Interactive data visualization and other online article enrichments

Elsevier allows authors to include interactive data viewers, contextual information, computer code and other online enrichments.

Creating accessible figures for all types of color vision

Color blindness affects 5-10% of the population, mostly males. We recommend that you create figures that are accessible to all, including those with impaired color vision. It’s surprisingly easy if you follow these five simple guidelines:

Colorful and natural rainbow eye
  1. Use a color blind safe palette

  2. Use sufficiently high contrast

  3. In fluorescent red-green images, replace red with magenta

  4. Simulate how your design would look to the color blind eye using one of the many free tools or the “Proof setup” function in Adobe Photoshop

  5. Ask yourself: Do you really need to use color to represent your data?
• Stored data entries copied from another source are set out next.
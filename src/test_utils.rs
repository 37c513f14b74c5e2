use crate::db::{self, DbPool};
use crate::models::{NewPost, Post, User, Visibility};
use crate::repo;
use crate::run_migrations;
use chrono::{DateTime, Duration, TimeZone, Utc};
use proptest::prelude::*;
use std::sync::Arc;

/// Password used for every account the tests create
pub const TEST_PASSWORD: &str = "correct horse battery";

/// Sets up a test database with migrations applied
///
/// ### Returns
///
/// An Arc-wrapped pool connected to a fresh in-memory database
pub fn setup_test_db() -> Arc<DbPool> {
    // Plain ":memory:" gives each pooled connection its own database, so a
    // unique shared-cache URI keeps one schema per test.
    let unique_id = uuid::Uuid::new_v4();
    let database_url = format!("file:test_{}?mode=memory&cache=shared", unique_id);
    let pool = db::init_pool(&database_url).expect("Failed to build pool");

    let mut conn = pool.get().expect("Failed to get connection");
    run_migrations(&mut conn).expect("Failed to run migrations");
    drop(conn);

    Arc::new(pool)
}

/// Creates a user with [`TEST_PASSWORD`]
pub fn create_test_user(pool: &DbPool, username: &str) -> User {
    repo::create_user(pool, username, &format!("{username}@example.com"), TEST_PASSWORD)
        .expect("Failed to create user")
}

/// A fixed point in time; `minutes` later gives a strictly newer post
pub fn test_time(minutes: i64) -> DateTime<Utc> {
    Utc.with_ymd_and_hms(2024, 5, 1, 12, 0, 0).unwrap() + Duration::minutes(minutes)
}

/// Creates a post at `test_time(minutes)` with the given tags
pub fn create_test_post(
    pool: &DbPool,
    author: &User,
    visibility: Visibility,
    title: &str,
    tags: &[&str],
    minutes: i64,
) -> Post {
    let new_post = NewPost::new(
        author.get_id(),
        visibility,
        title.to_string(),
        format!("Content of {title}"),
        None,
    )
    .posted_at(test_time(minutes));
    let tags: Vec<String> = tags.iter().map(|t| t.to_string()).collect();
    repo::create_post(pool, new_post, &tags).expect("Failed to create post")
}

/// Generates a tag name without commas, quotes or surrounding whitespace
pub fn arb_tag_name() -> impl Strategy<Value = String> {
    "[a-zA-Z0-9][a-zA-Z0-9 _.-]{0,15}[a-zA-Z0-9]|[a-zA-Z0-9]"
}

/// Generates strings with spaces, quotes, commas and non-ASCII text
pub fn arb_messy_string() -> impl Strategy<Value = String> {
    prop_oneof![
        "[a-z]{0,12}",
        "[ \t,\"a-zA-Z0-9]{0,24}",
        "\\PC{0,16}",
    ]
}

/// Generates a visibility
pub fn arb_visibility() -> impl Strategy<Value = Visibility> {
    prop_oneof![Just(Visibility::Public), Just(Visibility::Private)]
}

#[cfg(test)]
mod tests {
    use super::*;
    use diesel::sql_types::Text;
    use diesel::{QueryableByName, RunQueryDsl};

    #[derive(QueryableByName, Debug)]
    struct TableName {
        #[diesel(sql_type = Text)]
        name: String,
    }

    #[test]
    fn test_setup_test_db() {
        let pool = setup_test_db();
        let mut conn = pool.get().unwrap();

        let table_names: Vec<TableName> =
            diesel::sql_query("SELECT name FROM sqlite_master WHERE type='table'")
                .load(&mut conn)
                .expect("Failed to load table names");

        for table in ["users", "sessions", "posts", "tags", "post_tags", "__diesel_schema_migrations"] {
            assert!(
                table_names.iter().any(|t| t.name == table),
                "Table '{}' not found in database",
                table
            );
        }
    }

    #[test]
    fn test_databases_are_isolated() {
        let first = setup_test_db();
        let second = setup_test_db();
        create_test_user(&first, "alice");

        assert_eq!(repo::count_users(&first).unwrap(), 1);
        assert_eq!(repo::count_users(&second).unwrap(), 0);
    }
}
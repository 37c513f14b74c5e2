use axum::http::StatusCode;
use axum::response::Html;
use html_escape::{encode_double_quoted_attribute, encode_text};

use crate::dto::{FormErrors, LoginForm, PostForm, RegisterForm, SearchForm};
use crate::media::media_url;
use crate::models::{PostSummary, Tag, User, Visibility};
use crate::pagination::Page;
use crate::stats::{AuthorCount, SiteTotals, TagCount};

const DATE_FORMAT: &str = "%B %d, %Y";

/// Pagination shows page numbers this close to the current one
const PAGE_WINDOW: i64 = 3;

fn text(value: &str) -> String {
    encode_text(value).into_owned()
}

fn attr(value: &str) -> String {
    encode_double_quoted_attribute(value).into_owned()
}

fn layout(user: Option<&User>, title: &str, content: &str, sidebar: &str) -> Html<String> {
    let nav = match user {
        Some(user) => format!(
            r#"<a href="/post/new/">New Post</a><a href="/private/">Private</a><a href="/dashboard/">{}</a><a href="/logout/">Logout</a>"#,
            text(&user.get_username())
        ),
        None => r#"<a href="/login/">Login</a><a href="/register/">Register</a>"#.to_string(),
    };

    Html(
        include_str!("html/base.html")
            .replace("/*style*/", include_str!("html/index.css"))
            .replace("<!--title-->", &text(title))
            .replace("<!--nav-->", &nav)
            .replace("<!--sidebar-->", sidebar)
            .replace("<!--content-->", content),
    )
}

fn field_errors(errors: &FormErrors, field: &str) -> String {
    errors
        .get(field)
        .iter()
        .map(|msg| format!(r#"<span class="errors">{}</span>"#, text(msg)))
        .collect()
}

fn tag_url(visibility: Visibility, tag: &Tag) -> String {
    format!("{}/tag/{}", visibility.url_prefix(), tag.get_id())
}

fn author_url(username: &str) -> String {
    format!("/user/{}", urlencoding::encode(username))
}

fn tag_links(summary: &PostSummary) -> String {
    let visibility = summary.post.get_visibility();
    summary
        .tags
        .iter()
        .map(|tag| {
            format!(
                r#"<a href="{}">{}</a>"#,
                attr(&tag_url(visibility, tag)),
                text(&tag.get_name())
            )
        })
        .collect::<Vec<_>>()
        .join(" ")
}

fn image_tag(summary: &PostSummary) -> String {
    match summary.post.get_image() {
        Some(path) => format!(r#"<img src="{}" alt="">"#, attr(&media_url(&path))),
        None => String::new(),
    }
}

fn post_entry(summary: &PostSummary) -> String {
    let post = &summary.post;
    include_str!("html/templates/post.html")
        .replace("<!--author_url-->", &attr(&author_url(&summary.author)))
        .replace("<!--author-->", &text(&summary.author))
        .replace("<!--date-->", &post.get_date_posted().format(DATE_FORMAT).to_string())
        .replace("<!--url-->", &attr(&post.get_absolute_url()))
        .replace("<!--title-->", &text(&post.get_title()))
        .replace("<!--image-->", &image_tag(summary))
        .replace("<!--tags-->", &tag_links(summary))
        .replace("<!--content-->", &text(&post.get_content()))
}

/// Builds the URL of another page of the same listing
fn page_url(base_url: &str, query: &[(&str, String)], number: i64) -> String {
    let mut pairs: Vec<String> = query
        .iter()
        .map(|(k, v)| format!("{}={}", k, urlencoding::encode(v)))
        .collect();
    pairs.push(format!("page={number}"));
    format!("{}?{}", base_url, pairs.join("&"))
}

/// Links to the first, previous, nearby, next and last pages
pub fn pagination(page: &Page, base_url: &str, query: &[(&str, String)]) -> String {
    if !page.has_other_pages() {
        return String::new();
    }

    let link = |label: &str, number: i64| {
        format!(r#"<a href="{}">{}</a>"#, attr(&page_url(base_url, query, number)), label)
    };

    let mut html = String::from(r#"<div class="pagination">"#);
    if let Some(previous) = page.previous_page_number() {
        html.push_str(&link("First", 1));
        html.push_str(&link("Previous", previous));
    }
    for number in 1..=page.num_pages() {
        if number == page.number() {
            html.push_str(&format!("<strong>{number}</strong>"));
        } else if (number - page.number()).abs() < PAGE_WINDOW {
            html.push_str(&link(&number.to_string(), number));
        }
    }
    if let Some(next) = page.next_page_number() {
        html.push_str(&link("Next", next));
        html.push_str(&link("Last", page.num_pages()));
    }
    html.push_str("</div>");
    html
}

fn common_tags_box(tags: &[TagCount], visibility: Visibility) -> String {
    if tags.is_empty() {
        return String::new();
    }
    let links: String = tags
        .iter()
        .map(|t| {
            format!(
                r#"<a class="tag" href="{}/tag/{}">{} ({})</a> "#,
                visibility.url_prefix(),
                t.tag_id,
                text(&t.name),
                t.count
            )
        })
        .collect();
    format!("<h3>Common Tags</h3><p>{links}</p>")
}

/// Everything a full post listing shows
pub struct ListView<'a> {
    pub title: &'a str,
    pub heading: Option<String>,
    /// Rendered above the posts, e.g. the search form
    pub intro: String,
    pub posts: &'a [PostSummary],
    pub page: &'a Page,
    pub base_url: &'a str,
    /// Query pairs that pagination links must keep
    pub query: Vec<(&'a str, String)>,
    pub common_tags: &'a [TagCount],
    pub visibility: Visibility,
}

pub fn post_list(user: Option<&User>, view: &ListView) -> Html<String> {
    let mut content = view.intro.clone();
    if let Some(heading) = &view.heading {
        content.push_str(&format!(
            "<h2>{} <small>({} post{})</small></h2>",
            text(heading),
            view.page.count(),
            if view.page.count() == 1 { "" } else { "s" }
        ));
    }
    if view.posts.is_empty() {
        content.push_str("<p>No posts yet.</p>");
    }
    for summary in view.posts {
        content.push_str(&post_entry(summary));
    }
    content.push_str(&pagination(view.page, view.base_url, &view.query));

    layout(user, view.title, &content, &common_tags_box(view.common_tags, view.visibility))
}

/// A table of titles, authors and dates
pub struct CompactView<'a> {
    pub title: &'a str,
    pub heading: String,
    pub posts: &'a [PostSummary],
    pub page: &'a Page,
    pub base_url: &'a str,
    pub common_tags: &'a [TagCount],
}

pub fn compact_list(user: Option<&User>, view: &CompactView) -> Html<String> {
    let rows: String = view
        .posts
        .iter()
        .map(|s| {
            format!(
                r#"<tr><td><a href="{}">{}</a></td><td><a href="{}">{}</a></td><td>{}</td></tr>"#,
                attr(&s.post.get_absolute_url()),
                text(&s.post.get_title()),
                attr(&author_url(&s.author)),
                text(&s.author),
                s.post.get_date_posted().format(DATE_FORMAT)
            )
        })
        .collect();

    let content = format!(
        "<h2>{}</h2><p>Total: {}</p><table><tr><th>Title</th><th>Author</th><th>Date</th></tr>{}</table>{}",
        text(&view.heading),
        view.page.count(),
        rows,
        pagination(view.page, view.base_url, &[])
    );

    layout(
        user,
        view.title,
        &content,
        &common_tags_box(view.common_tags, Visibility::Public),
    )
}

pub fn post_detail(user: Option<&User>, summary: &PostSummary) -> Html<String> {
    let post = &summary.post;
    let actions = if user.map(User::get_id) == Some(post.get_author_id()) {
        format!(
            r#"<a href="{url}update">Update</a> <a href="{url}delete">Delete</a>"#,
            url = attr(&post.get_absolute_url())
        )
    } else {
        String::new()
    };

    let content = include_str!("html/templates/post_detail.html")
        .replace("<!--author_url-->", &attr(&author_url(&summary.author)))
        .replace("<!--author-->", &text(&summary.author))
        .replace("<!--date-->", &post.get_date_posted().format(DATE_FORMAT).to_string())
        .replace("<!--actions-->", &actions)
        .replace("<!--title-->", &text(&post.get_title()))
        .replace("<!--image-->", &image_tag(summary))
        .replace("<!--tags-->", &tag_links(summary))
        .replace("<!--content-->", &text(&post.get_content()));

    layout(user, &post.get_title(), &content, "")
}

pub fn post_form(
    user: Option<&User>,
    heading: &str,
    action: &str,
    form: &PostForm,
    errors: &FormErrors,
    current_image: Option<&str>,
) -> Html<String> {
    let current = match current_image {
        Some(path) => format!(
            r#"Currently: <a href="{}">{}</a> <label><input type="checkbox" name="image-clear" id="image-clear_id"> Clear</label><br>"#,
            attr(&media_url(path)),
            text(path)
        ),
        None => String::new(),
    };

    let content = include_str!("html/templates/post_form.html")
        .replace("<!--heading-->", &text(heading))
        .replace("<!--action-->", &attr(action))
        .replace("<!--non_field_errors-->", &field_errors(errors, crate::dto::NON_FIELD_ERRORS))
        .replace("<!--title_errors-->", &field_errors(errors, "title"))
        .replace("<!--content_errors-->", &field_errors(errors, "content"))
        .replace("<!--tags_errors-->", &field_errors(errors, "tags"))
        .replace("<!--image_errors-->", &field_errors(errors, "image"))
        .replace("<!--current_image-->", &current)
        .replace("<!--title-->", &attr(&form.title))
        .replace("<!--tags-->", &attr(&form.tags))
        .replace("<!--content-->", &text(&form.content));

    layout(user, heading, &content, "")
}

pub fn confirm_delete(user: Option<&User>, summary: &PostSummary) -> Html<String> {
    let url = summary.post.get_absolute_url();
    let content = include_str!("html/templates/confirm_delete.html")
        .replace("<!--action-->", &attr(&format!("{url}delete")))
        .replace("<!--cancel_url-->", &attr(&url))
        .replace("<!--title-->", &text(&summary.post.get_title()));

    layout(user, "Delete Post", &content, "")
}

pub fn tag_table(user: Option<&User>, counts: &[TagCount]) -> Html<String> {
    let rows: String = counts
        .iter()
        .map(|t| {
            format!(
                r#"<tr><td><a href="/tag/{}">{}</a></td><td><a href="/tag_list/{}">{}</a></td></tr>"#,
                t.tag_id,
                text(&t.name),
                t.tag_id,
                t.count
            )
        })
        .collect();
    let content = format!("<h2>Tags</h2><table><tr><th>Tag</th><th>Posts</th></tr>{rows}</table>");
    layout(user, "Tags", &content, "")
}

pub fn author_table(user: Option<&User>, counts: &[AuthorCount]) -> Html<String> {
    let rows: String = counts
        .iter()
        .map(|a| {
            format!(
                r#"<tr><td><a href="{}">{}</a></td><td><a href="/user_list/{}">{}</a></td></tr>"#,
                attr(&author_url(&a.username)),
                text(&a.username),
                urlencoding::encode(&a.username),
                a.count
            )
        })
        .collect();
    let content = format!("<h2>Authors</h2><table><tr><th>Author</th><th>Posts</th></tr>{rows}</table>");
    layout(user, "Authors", &content, "")
}

/// The logged-in user's overview
pub struct DashboardView<'a> {
    pub public_count: i64,
    pub private_count: i64,
    pub public_tags: &'a [TagCount],
    pub private_tags: &'a [TagCount],
    pub latest: &'a [PostSummary],
    pub totals: &'a SiteTotals,
}

fn count_table(heading: &str, counts: &[TagCount], visibility: Visibility) -> String {
    if counts.is_empty() {
        return String::new();
    }
    let rows: String = counts
        .iter()
        .map(|t| {
            format!(
                r#"<tr><td><a href="{}/tag/{}">{}</a></td><td>{}</td></tr>"#,
                visibility.url_prefix(),
                t.tag_id,
                text(&t.name),
                t.count
            )
        })
        .collect();
    format!("<h3>{heading}</h3><table><tr><th>Tag</th><th>Posts</th></tr>{rows}</table>")
}

pub fn dashboard(user: &User, view: &DashboardView) -> Html<String> {
    let latest: String = view
        .latest
        .iter()
        .map(|s| {
            format!(
                r#"<li><a href="{}">{}</a> {}</li>"#,
                attr(&s.post.get_absolute_url()),
                text(&s.post.get_title()),
                s.post.get_date_posted().format(DATE_FORMAT)
            )
        })
        .collect();

    let content = format!(
        concat!(
            "<h2>Dashboard for {}</h2>",
            "<p>Public posts: {}</p><p>Private posts: {}</p>",
            "{}{}",
            "<h3>Latest posts</h3><ul>{}</ul>"
        ),
        text(&user.get_username()),
        view.public_count,
        view.private_count,
        count_table("Public tags", view.public_tags, Visibility::Public),
        count_table("Private tags", view.private_tags, Visibility::Private),
        latest
    );
    let sidebar = format!(
        "<h3>Site</h3><p>Public posts: {}<br>Users: {}<br>Tags: {}</p>",
        view.totals.public_posts, view.totals.users, view.totals.tags
    );

    layout(Some(user), "Dashboard", &content, &sidebar)
}

/// The search form as a fragment, reused above search results
pub fn search_form(heading: &str, action: &str, form: &SearchForm, errors: &FormErrors) -> String {
    include_str!("html/templates/search.html")
        .replace("<!--heading-->", &text(heading))
        .replace("<!--action-->", &attr(action))
        .replace("<!--search_term_errors-->", &field_errors(errors, "search_term"))
        .replace("<!--search_term-->", &attr(&form.search_term))
}

pub fn search_page(user: Option<&User>, heading: &str, action: &str, form: &SearchForm, errors: &FormErrors) -> Html<String> {
    layout(user, "Search", &search_form(heading, action, form, errors), "")
}

pub fn login_page(user: Option<&User>, form: &LoginForm, errors: &FormErrors) -> Html<String> {
    let content = include_str!("html/templates/login.html")
        .replace("<!--non_field_errors-->", &field_errors(errors, crate::dto::NON_FIELD_ERRORS))
        .replace("<!--username_errors-->", &field_errors(errors, "username"))
        .replace("<!--password_errors-->", &field_errors(errors, "password"))
        .replace("<!--next-->", &attr(form.next.as_deref().unwrap_or_default()))
        .replace("<!--username-->", &attr(&form.username));
    layout(user, "Log In", &content, "")
}

pub fn register_page(user: Option<&User>, form: &RegisterForm, errors: &FormErrors) -> Html<String> {
    let content = include_str!("html/templates/register.html")
        .replace("<!--username_errors-->", &field_errors(errors, "username"))
        .replace("<!--email_errors-->", &field_errors(errors, "email"))
        .replace("<!--password1_errors-->", &field_errors(errors, "password1"))
        .replace("<!--password2_errors-->", &field_errors(errors, "password2"))
        .replace("<!--username-->", &attr(&form.username))
        .replace("<!--email-->", &attr(&form.email));
    layout(user, "Register", &content, "")
}

pub fn logged_out() -> Html<String> {
    let content = r#"<article><h2>You have been logged out</h2><p><a href="/login/">Log In Again</a></p></article>"#;
    layout(None, "Logged out", content, "")
}

pub fn about(user: Option<&User>) -> Html<String> {
    layout(user, "About", include_str!("html/templates/about.html"), "")
}

pub fn error_page(status: StatusCode, message: &str) -> Html<String> {
    let heading = format!(
        "{} {}",
        status.as_u16(),
        status.canonical_reason().unwrap_or_default()
    );
    let content = include_str!("html/templates/error.html")
        .replace("<!--status-->", &text(&heading))
        .replace("<!--message-->", &text(message));
    layout(None, &heading, &content, "")
}
use chrono::{DateTime, Duration, NaiveDateTime, Utc};
use diesel::prelude::*;
use rand::Rng;
use rand::distr::Alphanumeric;
use serde::{Deserialize, Serialize};

/// Length of a generated session key
pub const SESSION_KEY_LENGTH: usize = 32;

/// Longest a session may last, in hours (a century)
pub const MAX_SESSION_TTL_HOURS: i64 = 24 * 365 * 100;

/// Server-side login state, keyed by the value of the `sessionid` cookie
#[derive(Queryable, Selectable, Insertable, Debug, Clone, PartialEq, Eq, Serialize, Deserialize)]
#[diesel(table_name = crate::schema::sessions)]
#[diesel(check_for_backend(diesel::sqlite::Sqlite))]
pub struct Session {
    session_key: String,
    user_id: i32,
    expire_date: NaiveDateTime,
}

impl Session {
    /// Opens a new session for `user_id` that lasts `ttl`, capped at
    /// [`MAX_SESSION_TTL_HOURS`]
    pub fn new(user_id: i32, ttl: Duration) -> Self {
        let ttl = ttl.min(Duration::hours(MAX_SESSION_TTL_HOURS));
        let expire_date = Utc::now()
            .checked_add_signed(ttl)
            .unwrap_or(DateTime::<Utc>::MAX_UTC);

        Self {
            session_key: generate_session_key(),
            user_id,
            expire_date: expire_date.naive_utc(),
        }
    }

    pub fn get_session_key(&self) -> String {
        self.session_key.clone()
    }

    pub fn get_user_id(&self) -> i32 {
        self.user_id
    }

    pub fn get_expire_date(&self) -> DateTime<Utc> {
        DateTime::from_naive_utc_and_offset(self.expire_date, Utc)
    }

    pub fn is_expired_at(&self, now: DateTime<Utc>) -> bool {
        self.get_expire_date() <= now
    }
}

/// Random lowercase alphanumeric key
pub fn generate_session_key() -> String {
    rand::rng()
        .sample_iter(&Alphanumeric)
        .take(SESSION_KEY_LENGTH)
        .map(|b| char::from(b).to_ascii_lowercase())
        .collect()
}
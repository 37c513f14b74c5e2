/// Web Handlers
///
/// This module contains the handlers for every page of the blog.
/// Each handler is responsible for processing a specific type of HTTP request,
/// extracting the necessary data, calling the appropriate repository functions,
/// and returning rendered HTML or a redirect.

/// Helpers used by both the public and the private post handlers
mod shared;
mod post_handlers;
mod private_post_handlers;
mod listing_handlers;
mod search_handlers;
mod page_handlers;
mod auth_handlers;

// Re-export all handlers
pub use post_handlers::*;
pub use private_post_handlers::*;
pub use listing_handlers::*;
pub use search_handlers::*;
pub use page_handlers::*;
pub use auth_handlers::*;
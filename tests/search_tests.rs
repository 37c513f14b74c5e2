/// Integration tests for search
///
/// Search matches the term against titles, contents, tag names and author
/// usernames, and pages its results with the term kept in the links.

mod common;

use axum::http::StatusCode;
use blogpress::models::Visibility;
use common::*;

/// Tests the empty search form
#[tokio::test]
async fn test_search_form() {
    let mut test = create_test_app();

    let response = test.get("/search/", None).await;
    assert_eq!(response.status(), StatusCode::OK);
    let body = body_text(response).await;
    assert!(body.contains("Search posts"));
    assert!(body.contains(r#"name="search_term""#));
}

/// Tests that a submitted search finds posts by each facet
#[tokio::test]
async fn test_search_matches_all_fields() {
    let mut test = create_test_app();
    let alice = test.create_user("alice");
    let zed = test.create_user("zebra_writer");
    test.create_post(&alice, Visibility::Public, "Zebra crossing", &[], 0);
    test.create_post(&alice, Visibility::Public, "Animals", &["zebras"], 1);
    test.create_post(&zed, Visibility::Public, "Untitled", &[], 2);
    test.create_post(&alice, Visibility::Public, "Unrelated", &[], 3);
    test.create_post(&alice, Visibility::Private, "Private zebra", &[], 4);

    let response = test.post_form("/search/", None, &[("search_term", "zebra")]).await;
    assert_eq!(response.status(), StatusCode::OK);

    let body = body_text(response).await;
    assert!(body.contains("Zebra crossing"));
    assert!(body.contains("Animals"));
    assert!(body.contains("Untitled"));
    assert!(!body.contains("Unrelated"));
    assert!(!body.contains("Private zebra"));
    assert!(body.contains("(3 posts)"));
}

/// Tests that a blank term shows the form with an error
#[tokio::test]
async fn test_search_blank_term() {
    let mut test = create_test_app();

    let response = test.post_form("/search/", None, &[("search_term", "   ")]).await;
    assert_eq!(response.status(), StatusCode::OK);
    assert!(body_text(response).await.contains("This field is required."));
}

/// Tests that search result pages keep the term in their links
#[tokio::test]
async fn test_search_pagination() {
    let mut test = create_test_app();
    let alice = test.create_user("alice");
    for i in 0..8 {
        test.create_post(&alice, Visibility::Public, &format!("Kiwi fact {i}"), &[], i);
    }

    let first = body_text(test.post_form("/search/", None, &[("search_term", "kiwi fact")]).await).await;
    assert!(first.contains("/search/?search_term=kiwi%20fact&amp;page=2") || first.contains("/search/?search_term=kiwi%20fact&page=2"));
    assert!(!first.contains("Kiwi fact 0<"));

    let response = test.get("/search/?search_term=kiwi%20fact&page=2", None).await;
    assert_eq!(response.status(), StatusCode::OK);
    let second = body_text(response).await;
    assert!(second.contains("Kiwi fact 0"));
    assert!(!second.contains("Kiwi fact 7"));

    assert_eq!(
        test.get("/search/?search_term=kiwi&page=5", None).await.status(),
        StatusCode::NOT_FOUND
    );
}

/// Tests that a search with no hits still renders
#[tokio::test]
async fn test_search_no_results() {
    let mut test = create_test_app();

    let body = body_text(test.post_form("/search/", None, &[("search_term", "nothing")]).await).await;
    assert!(body.contains("Results for"));
    assert!(body.contains("No posts yet."));
}

/// Tests that private search covers only the user's own private posts
#[tokio::test]
async fn test_private_search() {
    let mut test = create_test_app();
    let (alice, cookie) = test.user_with_session("alice").await;
    let bob = test.create_user("bob");
    test.create_post(&alice, Visibility::Private, "Alice garden notes", &[], 0);
    test.create_post(&alice, Visibility::Public, "Alice garden blog", &[], 1);
    test.create_post(&bob, Visibility::Private, "Bob garden notes", &[], 2);

    let response = test
        .post_form("/private/search/", Some(&cookie), &[("search_term", "garden")])
        .await;
    assert_eq!(response.status(), StatusCode::OK);

    let body = body_text(response).await;
    assert!(body.contains("Search private posts"));
    assert!(body.contains("Alice garden notes"));
    assert!(!body.contains("Alice garden blog"));
    assert!(!body.contains("Bob garden notes"));

    let response = test
        .post_form("/private/search/", None, &[("search_term", "garden")])
        .await;
    assert_eq!(response.status(), StatusCode::SEE_OTHER);
}
//! OAuth Relay Library
//!
//! Out-of-band OAuth token relay: completes the authorization code flow on
//! behalf of browser pages that cannot receive a redirect themselves, and
//! proxies their API calls with automatic token refresh.
//!
//! # Flow
//!
//! 1. The page opens `GET /events` and receives a connection id on a
//!    server-sent event stream.
//! 2. The page opens the provider's consent screen in a popup via
//!    `GET /oauth/authorize?state=<connection id>`.
//! 3. The provider redirects to `GET /oauth/callback`; the relay exchanges
//!    the code, stores the credential under a fresh session token, and
//!    pushes both to exactly the connection named by `state`.
//! 4. The page calls `GET /api/query` with the session token as a bearer;
//!    the relay forwards the request with the provider access token and
//!    refreshes it once, transparently, when it expires.

#![forbid(unsafe_code)]
#![warn(missing_docs)]

pub mod cli;
pub mod config;
pub mod error;
pub mod oauth;
pub mod relay;
pub mod server;

pub use error::{Error, Result};

use tracing_subscriber::{EnvFilter, fmt, layer::SubscriberExt, util::SubscriberInitExt};

/// Setup tracing/logging
pub fn setup_tracing(level: &str, format: Option<&str>) -> Result<()> {
    let filter = EnvFilter::try_from_default_env().unwrap_or_else(|_| EnvFilter::new(level));

    let subscriber = tracing_subscriber::registry().with(filter);

    match format {
        Some("json") => {
            subscriber.with(fmt::layer().json()).init();
        }
        _ => {
            subscriber.with(fmt::layer()).init();
        }
    }

    Ok(())
}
Perhaps you can use monochromatic figures, or different shapes, positions and line types instead

Elsevier's policy on manipulation of images

Our policy is that no specific feature within an image may be enhanced, obscured, moved, removed or introduced. Adjustments of brightness, contrast or color balance are acceptable, if, and as long as, they do not obscure or eliminate any information present in the original.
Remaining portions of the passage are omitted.